(Activity) Collect all lines containing the word "reports" from the data.

(Data section)

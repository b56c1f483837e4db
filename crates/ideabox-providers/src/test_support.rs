//! One-shot HTTP server for adapter tests.

use tokio::{
    io::{AsyncReadExt, AsyncWriteExt},
    net::TcpListener,
    sync::oneshot,
};

/// The raw request the server received.
pub(crate) struct CapturedRequest {
    pub head: String,
    pub body: String,
}

impl CapturedRequest {
    pub fn request_line(&self) -> &str {
        self.head.lines().next().unwrap_or("")
    }

    pub fn header(&self, name: &str) -> Option<&str> {
        self.head.lines().skip(1).find_map(|line| {
            let (key, value) = line.split_once(':')?;
            key.trim()
                .eq_ignore_ascii_case(name)
                .then(|| value.trim())
        })
    }

    pub fn json(&self) -> serde_json::Value {
        serde_json::from_str(&self.body).expect("request body is json")
    }
}

/// Accept exactly one connection, answer with `status` and `body`, and hand
/// the captured request back through the returned receiver.
pub(crate) async fn spawn_single_response_server(
    status: &'static str,
    body: &'static str,
) -> (String, oneshot::Receiver<CapturedRequest>) {
    let listener = TcpListener::bind("127.0.0.1:0").await.expect("bind");
    let addr = listener.local_addr().expect("local_addr");
    let (tx, rx) = oneshot::channel();

    tokio::spawn(async move {
        let (mut socket, _) = listener.accept().await.expect("accept");
        let mut raw = Vec::new();
        let mut buf = [0u8; 4096];
        let (head, request_body) = loop {
            let n = socket.read(&mut buf).await.expect("read");
            if n == 0 {
                break split_request(&raw).expect("complete request");
            }
            raw.extend_from_slice(&buf[..n]);
            if let Some((head, received)) = split_request(&raw) {
                if received.len() >= content_length(&head) {
                    break (head, received);
                }
            }
        };

        let response = format!(
            "HTTP/1.1 {}\r\nContent-Type: application/json\r\nContent-Length: {}\r\nConnection: close\r\n\r\n{}",
            status,
            body.len(),
            body
        );
        socket
            .write_all(response.as_bytes())
            .await
            .expect("write_all");
        let _ = tx.send(CapturedRequest {
            head,
            body: String::from_utf8_lossy(&request_body).into_owned(),
        });
    });

    (format!("http://{}", addr), rx)
}

/// An address nothing listens on.
pub(crate) async fn closed_port() -> String {
    let listener = TcpListener::bind("127.0.0.1:0").await.expect("bind");
    let addr = listener.local_addr().expect("local_addr");
    drop(listener);
    format!("http://{}", addr)
}

fn split_request(raw: &[u8]) -> Option<(String, Vec<u8>)> {
    let pos = raw.windows(4).position(|w| w == b"\r\n\r\n")?;
    let head = String::from_utf8_lossy(&raw[..pos]).into_owned();
    Some((head, raw[pos + 4..].to_vec()))
}

fn content_length(head: &str) -> usize {
    head.lines()
        .filter_map(|line| line.split_once(':'))
        .find(|(key, _)| key.trim().eq_ignore_ascii_case("content-length"))
        .and_then(|(_, value)| value.trim().parse().ok())
        .unwrap_or(0)
}

#[cfg(test)]
mod tests {
    use super::*;

    #[tokio::test]
    async fn answers_with_canned_body_and_captures_request() {
        let (base, captured) =
            spawn_single_response_server("201 Created", r#"{"reply":"豆语"}"#).await;

        let response = reqwest::Client::new()
            .post(format!("{base}/echo"))
            .body(r#"{"ask":"名字"}"#)
            .send()
            .await
            .unwrap();

        assert_eq!(response.status().as_u16(), 201);
        assert_eq!(response.text().await.unwrap(), r#"{"reply":"豆语"}"#);

        let captured = captured.await.unwrap();
        assert!(captured.request_line().starts_with("POST /echo"));
        assert_eq!(captured.json()["ask"], "名字");
    }
}
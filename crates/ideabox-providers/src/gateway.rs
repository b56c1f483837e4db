use ideabox_core::{config::Credentials, gateway::GenerationGateway, registry::ModelRegistry};
use reqwest::Client as HttpClient;

use crate::{AdapterBuilder, DeepSeekAdapter, TongyiAdapter};

/// Assemble a [`GenerationGateway`] with both adapters sharing one
/// connection pool.
///
/// Both adapters are always registered; the registry decides which models
/// are selectable, and an adapter without a key reports `API_KEY_MISSING`.
pub fn gateway_from_credentials(credentials: Credentials, http: HttpClient) -> GenerationGateway {
    let deepseek: DeepSeekAdapter = AdapterBuilder::from_credentials(&credentials)
        .with_http(http.clone())
        .build();
    let tongyi: TongyiAdapter = AdapterBuilder::from_credentials(&credentials)
        .with_http(http)
        .build();

    tracing::info!(
        providers = ?credentials.configured().collect::<Vec<_>>(),
        "generation gateway ready"
    );

    GenerationGateway::new(ModelRegistry::new(credentials))
        .with_adapter(deepseek)
        .with_adapter(tongyi)
}

/// [`gateway_from_credentials`] fed from the process environment.
pub fn gateway_from_env() -> GenerationGateway {
    gateway_from_credentials(Credentials::from_env(), HttpClient::new())
}
use axum::{Json, extract::State};
use serde_json::{Value, json};

use crate::AppState;

pub async fn health(State(state): State<AppState>) -> Json<Value> {
    Json(json!({
        "status": "ok",
        "timestamp": chrono::Utc::now().to_rfc3339(),
        "version": env!("CARGO_PKG_VERSION"),
        "environment": &*state.environment,
    }))
}
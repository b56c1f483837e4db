mod static_fragment;

pub use static_fragment::StaticFragment;
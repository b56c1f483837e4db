//! DeepSeek and Tongyi back-ends for `ideabox-core`.
//!
//! Each adapter implements [`WireAdapter`](ideabox_core::provider::WireAdapter)
//! and therefore plugs straight into a
//! [`GenerationGateway`](ideabox_core::gateway::GenerationGateway).

mod adapter;
mod client;
pub mod deepseek;
pub mod error;
mod gateway;
pub mod tongyi;

#[cfg(test)]
mod test_support;

pub use adapter::{AdapterBuilder, BuildAdapter};
pub use client::ProviderClient;
pub use deepseek::DeepSeekAdapter;
pub use gateway::{gateway_from_credentials, gateway_from_env};
pub use tongyi::TongyiAdapter;
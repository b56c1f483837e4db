//! Ready-made prompts and helpers built on top of `ideabox-core`.
//!
//! * [`fragments`] – small reusable [`IntoPrompt`](ideabox_core::template::IntoPrompt) pieces.
//! * [`templates`] – the four marketing tasks, each with its fixed budget.
//! * [`copy`] – [`MarketingCopy`], one-call task helpers for any generator.
//! * [`password`] – the password-strength validator.

pub mod copy;
pub mod fragments;
pub mod password;
pub mod templates;

pub use copy::MarketingCopy;
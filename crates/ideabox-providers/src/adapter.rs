use std::{env, marker::PhantomData};

use ideabox_core::{config::Credentials, model::ProviderId};
use reqwest::Client as HttpClient;
use serde_json::Value;

use crate::client::ProviderClient;

/// Implemented by every adapter so one [`AdapterBuilder`] serves them all.
pub trait BuildAdapter: Sized {
    const PROVIDER: ProviderId;

    /// How to find the human-readable message in this provider's error body.
    fn error_detail(body: &Value) -> Option<String>;

    fn from_client(client: ProviderClient) -> Self;
}

/// Builder for any [`BuildAdapter`].
///
/// # Typical usage
///
/// ```rust,no_run
/// use ideabox_providers::{AdapterBuilder, DeepSeekAdapter};
///
/// let deepseek: DeepSeekAdapter = AdapterBuilder::new_from_env().build();
/// ```
///
/// A missing key is **not** a build error: the adapter is still created and
/// reports `API_KEY_MISSING` on its first call, before any network I/O.
pub struct AdapterBuilder<A> {
    api_key: Option<String>,
    base_url: Option<String>,
    http: Option<HttpClient>,
    _adapter: PhantomData<fn() -> A>,
}

impl<A> Default for AdapterBuilder<A> {
    fn default() -> Self {
        Self {
            api_key: None,
            base_url: None,
            http: None,
            _adapter: PhantomData,
        }
    }
}

impl<A: BuildAdapter> AdapterBuilder<A> {
    /// Create an *empty* builder. Remember to supply an API key manually.
    pub fn new() -> Self {
        Self::default()
    }

    /// Load the provider's key and optional base URL override from the
    /// environment (`DEEPSEEK_API_KEY` / `DEEPSEEK_BASE_URL`, …).
    pub fn new_from_env() -> Self {
        Self {
            api_key: env::var(A::PROVIDER.credential_env()).ok(),
            base_url: env::var(A::PROVIDER.base_url_env())
                .ok()
                .filter(|url| !url.trim().is_empty()),
            ..Self::default()
        }
    }

    /// Take key and endpoint from already loaded [`Credentials`].
    pub fn from_credentials(credentials: &Credentials) -> Self {
        let settings = credentials.get(A::PROVIDER);
        Self {
            api_key: settings.map(|s| s.api_key.clone()),
            base_url: settings.map(|s| s.base_url.clone()),
            ..Self::default()
        }
    }

    pub fn with_api_key(mut self, api_key: impl Into<String>) -> Self {
        self.api_key = Some(api_key.into());
        self
    }

    pub fn with_base_url(mut self, base_url: impl Into<String>) -> Self {
        self.base_url = Some(base_url.into());
        self
    }

    /// Share a connection pool (or custom proxy / TLS / timeout settings).
    pub fn with_http(mut self, http: HttpClient) -> Self {
        self.http = Some(http);
        self
    }

    pub fn build(self) -> A {
        let client = ProviderClient::with_http(
            A::PROVIDER,
            self.api_key,
            self.http.unwrap_or_default(),
            self.base_url,
            A::error_detail,
        );
        A::from_client(client)
    }
}

#[cfg(test)]
mod tests {
    use super::*;
    use crate::{DeepSeekAdapter, TongyiAdapter};

    #[test]
    fn credentials_feed_the_builder() {
        let credentials = Credentials::empty().with_provider(
            ProviderId::Tongyi,
            "sk-ty",
            "http://127.0.0.1:9999/api/v1/",
        );

        let tongyi: TongyiAdapter = AdapterBuilder::from_credentials(&credentials).build();
        assert!(tongyi.client().has_api_key());
        assert_eq!(tongyi.client().base_url(), "http://127.0.0.1:9999/api/v1");

        let deepseek: DeepSeekAdapter = AdapterBuilder::from_credentials(&credentials).build();
        assert!(!deepseek.client().has_api_key());
        assert_eq!(deepseek.client().base_url(), "https://api.deepseek.com/v1");
    }
}
//! Simple **builder** that concatenates multiple values implementing
//! [`IntoPrompt`](ideabox_core::template::IntoPrompt).
//!
//! ```text
//! ┌───────────────┐    IntoPrompt     ┌────────────────┐
//! │ StaticFragment│ ─────────────────►│ Vec<Message>   │
//! ├───────────────┤                   ├────────────────┤
//! │ Message       │ ─────────────────►│ Vec<Message>   │
//! ├───────────────┤                   ├────────────────┤
//! │ …             │ ─────────────────►│ Vec<Message>   │
//! └───────────────┘                   └────────────────┘
//!            ▲                                     │
//!            └────────── PromptChain::build() ◄────┘
//! ```
//!
//! # Motivation
//!
//! Every marketing prompt is a fixed system instruction followed by a
//! parameterised user instruction. `PromptChain` lines these fragments up in
//! a clear, linear fashion **without** mutable vectors or verbose `extend()`
//! calls.
//!
//! # Usage
//!
//! ```rust
//! use ideabox_prompt::chain::PromptChain;
//! use ideabox_core::generic::{Message, Role};
//!
//! let messages: Vec<Message> = PromptChain::new()
//!     .with(Message::system("你是一个专业的标题生成专家。"))
//!     .with(Message::user("关键词：咖啡"))
//!     .build();
//!
//! assert_eq!(messages.len(), 2);
//! assert_eq!(messages[0].role, Role::System);
//! ```
//!
//! The generic parameter `Message` allows back-ends to plug in their own, richer
//! message types while reusing the same chaining logic.
use ideabox_core::template::IntoPrompt;

/// Lightweight container that accumulates messages produced by
/// [`IntoPrompt`] implementors.
///
/// The single `Vec` field is kept private so the only way to obtain the result
/// is through [`Self::build`], ensuring the builder API remains fluent.
pub struct PromptChain<Message>(Vec<Message>);

impl<Message> Default for PromptChain<Message> {
    fn default() -> Self {
        Self::new()
    }
}

impl<Message> PromptChain<Message> {
    /// Create an empty chain.
    pub fn new() -> Self {
        Self(vec![])
    }

    /// Append the messages produced by `with` to the chain.
    ///
    /// The method takes `self` **by value** to encourage concise
    /// call-chaining:
    ///
    /// ```rust
    /// # use ideabox_prompt::chain::PromptChain;
    /// # use ideabox_core::generic::Message;
    /// let vec = PromptChain::new()
    ///     .with(Message::user("hi"))
    ///     .build();
    /// assert_eq!(vec.len(), 1);
    /// ```
    pub fn with(mut self, with: impl IntoPrompt<Message = Message>) -> Self {
        self.0.append(&mut with.into_prompt());
        self
    }

    /// Consume the builder and return the accumulated messages.
    pub fn build(self) -> Vec<Message> {
        self.0
    }
}
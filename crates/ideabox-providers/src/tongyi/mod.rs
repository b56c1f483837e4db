//! Tongyi (通义千问) adapter over DashScope's native
//! `POST {base}/services/aigc/text-generation/generation`.

use ideabox_core::{
    error::Result,
    generic::{GenerationRequest, GenerationResponse, UsageReport},
    model::{ModelDescriptor, ProviderId},
    provider::{BoxFuture, WireAdapter},
};
use reqwest::header::{HeaderMap, HeaderName, HeaderValue};
use serde_json::Value;

use crate::{adapter::BuildAdapter, client::ProviderClient};

pub mod api;

use api::{ErrorBody, Input, InputMessage, Parameters, TextGenerationRequest, TextGenerationResponse};

const GENERATION_PATH: &str = "/services/aigc/text-generation/generation";
const SSE_HEADER: &str = "x-dashscope-sse";

#[derive(Debug, Clone)]
pub struct TongyiAdapter {
    client: ProviderClient,
}

impl TongyiAdapter {
    pub fn client(&self) -> &ProviderClient {
        &self.client
    }
}

impl BuildAdapter for TongyiAdapter {
    const PROVIDER: ProviderId = ProviderId::Tongyi;

    fn error_detail(body: &Value) -> Option<String> {
        serde_json::from_value::<ErrorBody>(body.clone()).ok()?.message
    }

    fn from_client(client: ProviderClient) -> Self {
        Self { client }
    }
}

impl WireAdapter for TongyiAdapter {
    type WireRequest = TextGenerationRequest;
    type WireResponse = TextGenerationResponse;

    const PROVIDER: ProviderId = ProviderId::Tongyi;

    fn translate_request(
        &self,
        request: &GenerationRequest,
        model: &ModelDescriptor,
    ) -> TextGenerationRequest {
        let sampling = request.sampling.resolve(model);
        TextGenerationRequest {
            model: model.model.to_owned(),
            input: Input {
                messages: request.messages.iter().map(InputMessage::from).collect(),
            },
            parameters: Parameters {
                temperature: sampling.temperature,
                max_tokens: sampling.max_tokens,
                top_p: sampling.top_p,
                frequency_penalty: sampling.frequency_penalty,
                presence_penalty: sampling.presence_penalty,
            },
        }
    }

    fn call<'a>(
        &'a self,
        request: TextGenerationRequest,
    ) -> BoxFuture<'a, Result<TextGenerationResponse>> {
        Box::pin(async move {
            let mut headers = HeaderMap::new();
            headers.insert(
                HeaderName::from_static(SSE_HEADER),
                HeaderValue::from_static("disable"),
            );
            let response = self
                .client
                .post_json(GENERATION_PATH, headers, &request)
                .await?;
            Ok(response)
        })
    }

    fn translate_response(
        &self,
        response: TextGenerationResponse,
        model: &ModelDescriptor,
    ) -> Result<GenerationResponse> {
        let output = response.output.unwrap_or_default();
        let first_choice = output.choices.into_iter().next();

        let finish_reason = output
            .finish_reason
            .or_else(|| first_choice.as_ref().and_then(|c| c.finish_reason.clone()));
        let content = output
            .text
            .filter(|text| !text.is_empty())
            .or_else(|| first_choice.and_then(|c| c.message).and_then(|m| m.content))
            .unwrap_or_default();

        Ok(GenerationResponse {
            content,
            model: model.model.to_owned(),
            provider: ProviderId::Tongyi,
            usage: response.usage.map(|u| UsageReport {
                prompt_tokens: u.input_tokens,
                completion_tokens: u.output_tokens,
                total_tokens: u.total_tokens,
            }),
            finish_reason,
        })
    }
}

#[cfg(test)]
mod tests {
    use ideabox_core::{
        error::ErrorCode,
        generic::Message,
        model::{QWEN_MAX, QWEN_TURBO},
        provider::ProviderAdapter,
    };

    use super::*;
    use crate::{
        adapter::AdapterBuilder,
        test_support::{closed_port, spawn_single_response_server},
    };

    fn adapter(base: String) -> TongyiAdapter {
        AdapterBuilder::new()
            .with_api_key("sk-tongyi")
            .with_base_url(base)
            .build()
    }

    fn request() -> GenerationRequest {
        GenerationRequest::new(vec![
            Message::system("你是一个专业的品牌命名专家。"),
            Message::user("产品描述：手冲咖啡"),
        ])
    }

    #[test]
    fn payload_nests_messages_and_parameters() {
        let payload = adapter("http://unused".into())
            .translate_request(&request().with_temperature(0.7).with_max_tokens(50), &QWEN_MAX);
        let json = serde_json::to_value(&payload).unwrap();

        assert_eq!(json["model"], "qwen-max");
        assert_eq!(json["input"]["messages"][0]["role"], "system");
        assert_eq!(json["input"]["messages"][1]["content"], "产品描述：手冲咖啡");
        assert_eq!(json["parameters"]["temperature"], 0.7);
        assert_eq!(json["parameters"]["max_tokens"], 50);
        assert_eq!(json["parameters"]["top_p"], 0.9);
    }

    #[test]
    fn roles_use_the_shared_wire_names() {
        let history = GenerationRequest::new(vec![
            Message::user("起个名字"),
            Message::assistant("豆语"),
        ]);
        let payload = adapter("http://unused".into()).translate_request(&history, &QWEN_TURBO);
        let json = serde_json::to_value(&payload).unwrap();

        assert_eq!(json["input"]["messages"][0]["role"], "user");
        assert_eq!(json["input"]["messages"][1]["role"], "assistant");
    }

    #[tokio::test]
    async fn text_output_is_normalised() {
        let (base, captured) = spawn_single_response_server(
            "200 OK",
            r#"{"request_id":"r1","output":{"text":"豆语","finish_reason":"stop"},"usage":{"input_tokens":20,"output_tokens":2,"total_tokens":22}}"#,
        )
        .await;

        let response = adapter(base).generate(&request(), &QWEN_TURBO).await.unwrap();

        assert_eq!(response.content, "豆语");
        assert_eq!(response.model, "qwen-turbo");
        assert_eq!(response.provider, ProviderId::Tongyi);
        assert_eq!(response.finish_reason.as_deref(), Some("stop"));
        let usage = response.usage.unwrap();
        assert_eq!(usage.prompt_tokens, 20);
        assert_eq!(usage.completion_tokens, 2);
        assert_eq!(usage.total_tokens, 22);

        let captured = captured.await.unwrap();
        assert!(
            captured
                .request_line()
                .starts_with("POST /services/aigc/text-generation/generation")
        );
        assert_eq!(captured.header("x-dashscope-sse"), Some("disable"));
        assert_eq!(captured.header("authorization"), Some("Bearer sk-tongyi"));
        assert_eq!(captured.json()["input"]["messages"][1]["role"], "user");
    }

    #[tokio::test]
    async fn message_format_output_is_understood() {
        let (base, _captured) = spawn_single_response_server(
            "200 OK",
            r#"{"output":{"choices":[{"message":{"role":"assistant","content":"一杯好咖啡"},"finish_reason":"length"}]}}"#,
        )
        .await;

        let response = adapter(base).generate(&request(), &QWEN_TURBO).await.unwrap();
        assert_eq!(response.content, "一杯好咖啡");
        assert_eq!(response.finish_reason.as_deref(), Some("length"));
        assert!(response.usage.is_none());
    }

    #[tokio::test]
    async fn upstream_error_message_is_embedded() {
        let (base, _captured) = spawn_single_response_server(
            "401 Unauthorized",
            r#"{"code":"InvalidApiKey","message":"Invalid API-key provided.","request_id":"r2"}"#,
        )
        .await;

        let err = adapter(base).generate(&request(), &QWEN_TURBO).await.unwrap_err();

        assert_eq!(err.code(), ErrorCode::ApiError);
        assert_eq!(
            err.to_string(),
            "Tongyi API error: 401 - Invalid API-key provided."
        );
    }

    #[tokio::test]
    async fn empty_error_body_never_panics() {
        let (base, _captured) = spawn_single_response_server("429 Too Many Requests", "").await;
        let err = adapter(base).generate(&request(), &QWEN_TURBO).await.unwrap_err();
        assert_eq!(err.to_string(), "Tongyi API error: 429 - Too Many Requests");
    }

    #[tokio::test]
    async fn missing_key_fails_before_network() {
        let adapter: TongyiAdapter = AdapterBuilder::new().with_base_url(closed_port().await).build();
        let err = adapter.generate(&request(), &QWEN_TURBO).await.unwrap_err();
        assert_eq!(err.code(), ErrorCode::ApiKeyMissing);
    }
}
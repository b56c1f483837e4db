//! `{success, data}` / `{success, error: {code, message}}` response bodies.

use axum::{
    Json,
    extract::rejection::JsonRejection,
    http::StatusCode,
    response::{IntoResponse, Response},
};
use ideabox_core::{ErrorCode, GenerationError};
use serde::Serialize;

#[derive(Debug, Serialize)]
struct Envelope<T> {
    success: bool,
    #[serde(skip_serializing_if = "Option::is_none")]
    data: Option<T>,
    #[serde(skip_serializing_if = "Option::is_none")]
    error: Option<ErrorBody>,
}

#[derive(Debug, Serialize)]
struct ErrorBody {
    code: ErrorCode,
    message: String,
}

/// Successful reply: `{"success": true, "data": ...}`.
#[derive(Debug)]
pub struct ApiResponse<T>(pub T);

impl<T: Serialize> IntoResponse for ApiResponse<T> {
    fn into_response(self) -> Response {
        Json(Envelope {
            success: true,
            data: Some(self.0),
            error: None,
        })
        .into_response()
    }
}

/// Failed reply: `{"success": false, "error": {"code", "message"}}`.
#[derive(Debug)]
pub struct ApiError {
    status: StatusCode,
    code: ErrorCode,
    message: String,
}

impl ApiError {
    pub fn new(status: StatusCode, code: ErrorCode, message: impl Into<String>) -> Self {
        Self {
            status,
            code,
            message: message.into(),
        }
    }

    pub fn bad_request(code: ErrorCode, message: impl Into<String>) -> Self {
        Self::new(StatusCode::BAD_REQUEST, code, message)
    }

    pub fn status(&self) -> StatusCode {
        self.status
    }

    pub fn code(&self) -> ErrorCode {
        self.code
    }

    /// Keeps the gateway's code: 400 for caller mistakes, 500 otherwise.
    pub fn from_generation(err: &GenerationError) -> Self {
        let code = err.code();
        let status = if code.is_client_error() {
            StatusCode::BAD_REQUEST
        } else {
            StatusCode::INTERNAL_SERVER_ERROR
        };
        Self::new(status, code, err.to_string())
    }

    /// Task routes report every failure except an unknown model as
    /// `GENERATION_ERROR`.
    pub fn task_failure(err: &GenerationError) -> Self {
        match err.code() {
            ErrorCode::ModelNotFound => Self::bad_request(ErrorCode::ModelNotFound, err.to_string()),
            _ => Self::new(
                StatusCode::INTERNAL_SERVER_ERROR,
                ErrorCode::GenerationError,
                err.to_string(),
            ),
        }
    }
}

impl From<JsonRejection> for ApiError {
    fn from(rejection: JsonRejection) -> Self {
        tracing::debug!(error = %rejection.body_text(), "rejected request body");
        Self::bad_request(ErrorCode::InvalidRequest, "请求体不是有效的 JSON")
    }
}

impl IntoResponse for ApiError {
    fn into_response(self) -> Response {
        let body = Envelope::<()> {
            success: false,
            data: None,
            error: Some(ErrorBody {
                code: self.code,
                message: self.message,
            }),
        };
        (self.status, Json(body)).into_response()
    }
}
use ideabox_core::{
    generic::Message,
    template::{IntoPrompt, PromptTemplate, TaskBudget},
};
use serde::{Deserialize, Serialize};

use super::{Instruction, task_messages};

const INSTRUCTION: Instruction = Instruction {
    intro: "你是一个创意提示生成专家。请根据场景、受众和角度，生成有创意的提示词。",
    requirements: [
        "结合场景特点",
        "考虑受众需求",
        "从指定角度切入",
        "激发创意灵感",
        "实用且可操作",
    ],
    artifact: "创意提示",
};

/// Creative brief for a scene, audience and angle.
#[derive(Debug, Clone, PartialEq, Eq, Serialize, Deserialize)]
pub struct CreativePromptPrompt {
    pub scene: String,
    pub audience: String,
    pub angle: String,
}

impl CreativePromptPrompt {
    pub fn new(
        scene: impl Into<String>,
        audience: impl Into<String>,
        angle: impl Into<String>,
    ) -> Self {
        Self {
            scene: scene.into(),
            audience: audience.into(),
            angle: angle.into(),
        }
    }
}

impl IntoPrompt for CreativePromptPrompt {
    type Message = Message;

    fn into_prompt(self) -> Vec<Self::Message> {
        task_messages(
            &INSTRUCTION,
            &[
                ("场景", self.scene.as_str()),
                ("受众", self.audience.as_str()),
                ("角度", self.angle.as_str()),
            ],
            "请生成一个创意提示。",
        )
    }
}

impl PromptTemplate for CreativePromptPrompt {
    const BUDGET: TaskBudget = TaskBudget::new(0.9, 150);
}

(Problem solution)
/// are selectable, and an adapter without a key reports `API_KEY_MISSING`.
/// reports `API_KEY_MISSING` on its first call, before any network I/O.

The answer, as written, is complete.